Conclusion: STOPPFrail-guided deprescribing significantly reduced polypharmacy and medication costs in frail older people. No significant differences between groups were observed with regard to falls, hospital presentations, quality of life, and mortality, although the trial was likely underpowered to detect differences in these outcomes.


Nursing home residents are among the greatest consumers of prescription medications.[1] This is important for several reasons. First, polypharmacy in this population is strongly associated with an increased risk of adverse drug events.[2,3] Second, many older people entering the nursing home environment have markedly reduced life expectancy. In the United States, the median length of stay in a nursing home before death is 5 months; in the United Kingdom, the median length of stay is 15 months.[4,5] In this context, patients frequently do not live long enough to realize the benefit of some of their prescribed medicines, and, indeed, the consumption of multiple pills may be physically and emotionally burdensome. Finally, there is an opportunity cost to prescribing inappropriate medications that could be measured as the health benefits that would have been achieved had the money been spent on alternative interventions or programs (eg, improving the social environment of the nursing home, specialist palliative care services).[6]

Functional decline during an acute hospital admission is often the trigger for admission to long-term care facilities. Indeed, most patients who transfer to nursing homes come from the hospital setting.[7] Therefore, there is an opportunity, before this transition, to conduct a formal medication review while the patient is under medical supervision in the hospital environment. When life expectancy is likely to be limited, an approach focused on enhancing quality of life should be prioritized over long-term preventive strategies or achieving strict chronic disease management targets. The term deprescribing refers to the process of withdrawing potentially inappropriate medications, supervised by healthcare professionals, with the goal of managing polypharmacy and improving patient outcomes.[8] A 2018 systematic review by Thillainadesan et al that evaluated randomized controlled trials of deprescribing interventions in hospitalized older adults found that potentially inappropriate medications could be successfully withdrawn without compromising patient safety or well-being.[9]
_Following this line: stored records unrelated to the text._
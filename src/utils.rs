//! Process-level helpers.

use tracing::{error, info};

/// Resolve when the process receives Ctrl+C or, on unix, SIGTERM.
pub async fn shutdown_signal() {
    let ctrl_c = async {
        if let Err(e) = tokio::signal::ctrl_c().await {
            error!("Failed to install Ctrl+C handler: {}", e);
            std::future::pending::<()>().await;
        }
    };

    #[cfg(unix)]
    let terminate = async {
        match tokio::signal::unix::signal(tokio::signal::unix::SignalKind::terminate()) {
            Ok(mut signal) => {
                signal.recv().await;
            }
            Err(e) => {
                error!("Failed to install SIGTERM handler: {}", e);
                std::future::pending::<()>().await;
            }
        }
    };

    #[cfg(not(unix))]
    let terminate = std::future::pending::<()>();

    tokio::select! {
        _ = ctrl_c => info!("Received Ctrl+C signal"),
        _ = terminate => info!("Received SIGTERM signal"),
    }

    info!("Initiating graceful shutdown");
}
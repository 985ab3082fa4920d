//! Operand extraction, validation and addition for `/add`.

use serde::Serialize;
use tracing::debug;

use crate::error::AddError;

/// Raw operands as they appear in the query string.
#[derive(Debug, Clone, Default, PartialEq, Eq)]
pub struct RawOperands {
    /// First occurrence of `a`, if any.
    pub a: Option<String>,
    /// First occurrence of `b`, if any.
    pub b: Option<String>,
}

impl RawOperands {
    /// Extract `a` and `b` from a raw (still percent-encoded) query string.
    ///
    /// Repeated keys keep their first value. Unknown keys are ignored.
    pub fn from_query(query: Option<&str>) -> Self {
        let mut operands = Self::default();
        let Some(query) = query else {
            return operands;
        };

        for (key, value) in url::form_urlencoded::parse(query.as_bytes()) {
            let slot = match &*key {
                "a" => &mut operands.a,
                "b" => &mut operands.b,
                _ => continue,
            };
            if slot.is_none() {
                *slot = Some(value.into_owned());
            }
        }

        operands
    }
}

/// Validated operands of an addition.
#[derive(Debug, Clone, Copy, PartialEq, Serialize)]
pub struct AddInputs {
    pub a: f64,
    pub b: f64,
}

/// Result of an addition.
#[derive(Debug, Clone, Copy, PartialEq, Serialize)]
pub struct AddResult {
    pub sum: f64,
}

impl AddInputs {
    /// Validate raw operands: presence first, then numeric format.
    pub fn parse(raw: &RawOperands) -> Result<Self, AddError> {
        let (Some(a_raw), Some(b_raw)) = (raw.a.as_deref(), raw.b.as_deref()) else {
            return Err(AddError::MissingParameter);
        };

        match (parse_operand(a_raw), parse_operand(b_raw)) {
            (Some(a), Some(b)) => Ok(Self { a, b }),
            _ => Err(AddError::InvalidFormat {
                a: a_raw.to_string(),
                b: b_raw.to_string(),
            }),
        }
    }

    /// IEEE-754 double addition of the two operands.
    pub fn sum(&self) -> AddResult {
        AddResult {
            sum: self.a + self.b,
        }
    }
}

/// First code point of every Unicode `Nd` (decimal digit) run of ten.
const DECIMAL_DIGIT_ZEROS: &[u32] = &[
    0x0660, 0x06F0, 0x07C0, 0x0966, 0x09E6, 0x0A66, 0x0AE6, 0x0B66, 0x0BE6, 0x0C66, 0x0CE6,
    0x0D66, 0x0DE6, 0x0E50, 0x0ED0, 0x0F20, 0x1040, 0x1090, 0x17E0, 0x1810, 0x1946, 0x19D0,
    0x1A80, 0x1A90, 0x1B50, 0x1BB0, 0x1C40, 0x1C50, 0xA620, 0xA8D0, 0xA900, 0xA9D0, 0xA9F0,
    0xAA50, 0xABF0, 0xFF10, 0x104A0, 0x10D30, 0x11066, 0x110F0, 0x11136, 0x111D0, 0x112F0,
    0x11450, 0x114D0, 0x11650, 0x116C0, 0x11730, 0x118E0, 0x11950, 0x11C50, 0x11D50, 0x11DA0,
    0x11F50, 0x16A60, 0x16AC0, 0x16B50, 0x1D7CE, 0x1D7D8, 0x1D7E2, 0x1D7EC, 0x1D7F6, 0x1E140,
    0x1E2F0, 0x1E4F0, 0x1E950, 0x1FBF0,
];

/// ASCII equivalent of a Unicode decimal digit, if `c` is one.
fn ascii_digit(c: char) -> Option<char> {
    if c.is_ascii_digit() {
        return Some(c);
    }
    let code = u32::from(c);
    DECIMAL_DIGIT_ZEROS
        .iter()
        .find(|&&zero| (zero..zero + 10).contains(&code))
        .and_then(|&zero| char::from_digit(code - zero, 10))
}

/// Rewrite an operand into the ASCII form `f64::from_str` understands.
///
/// Unicode decimal digits become ASCII digits, and a single `_` between two
/// digits is dropped. Any other underscore is left in place so parsing fails.
fn normalize_operand(value: &str) -> String {
    let chars: Vec<char> = value
        .trim()
        .chars()
        .map(|c| ascii_digit(c).unwrap_or(c))
        .collect();

    let mut normalized = String::with_capacity(chars.len());
    for (i, &c) in chars.iter().enumerate() {
        let between_digits = i > 0
            && chars[i - 1].is_ascii_digit()
            && chars.get(i + 1).is_some_and(char::is_ascii_digit);
        if c == '_' && between_digits {
            continue;
        }
        normalized.push(c);
    }
    normalized
}

/// Parse a single operand as a finite `f64`.
///
/// Surrounding whitespace is ignored, digit separators (`1_000`) and
/// non-ASCII decimal digits are accepted. `inf` and `nan` spellings are
/// rejected because they have no JSON representation.
pub fn parse_operand(value: &str) -> Option<f64> {
    match normalize_operand(value).parse::<f64>() {
        Ok(parsed) if parsed.is_finite() => Some(parsed),
        Ok(parsed) => {
            debug!(value, %parsed, "Rejecting non-finite operand");
            None
        }
        Err(_) => None,
    }
}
Many of the deprescribing interventions included in the review by Thillainadesan et al involved a pharmacist and/or a physician conducting a formal medication review. Identifying deprescribing targets in frail multimorbid older people is clearly complex, and healthcare professionals are likely to vary in their assessment of the importance and appropriateness of medications.[10,11] Evidence indicates that hospital physicians commonly forgo the opportunity to deprescribe because of fear of negative consequences such as symptom relapse, clinical deterioration, litigation, or increased workload.[12] Therefore, structured interventions, which can be reproduced in different settings by clinicians of different specialties, may be preferable.[13]

STOPPFrail criteria were recently developed to assist clinicians with deprescribing decisions in older people approaching end of life (Table 1).[14] The criteria consist of 27 indicators that highlight instances of potentially inappropriate prescribing in this particular population of older patients. STOPPFrail-guided deprescribing was shown to have substantial interrater reliability among clinicians of different specialities, and it may be a reasonable and potentially efficient alternative to a specialist medication review where this is unavailable.[15,16]

The primary aim of the present study was to examine whether STOPPFrail-guided deprescribing could reduce the number of medications taken by frail older people transferring from the hospital to nursing home care compared with usual pharmaceutical care alone. Secondary aims were to determine the effect of this intervention on unscheduled hospital admissions, falls, fractures, antipsychotic prescribing, monthly medication costs, quality of life, and mortality.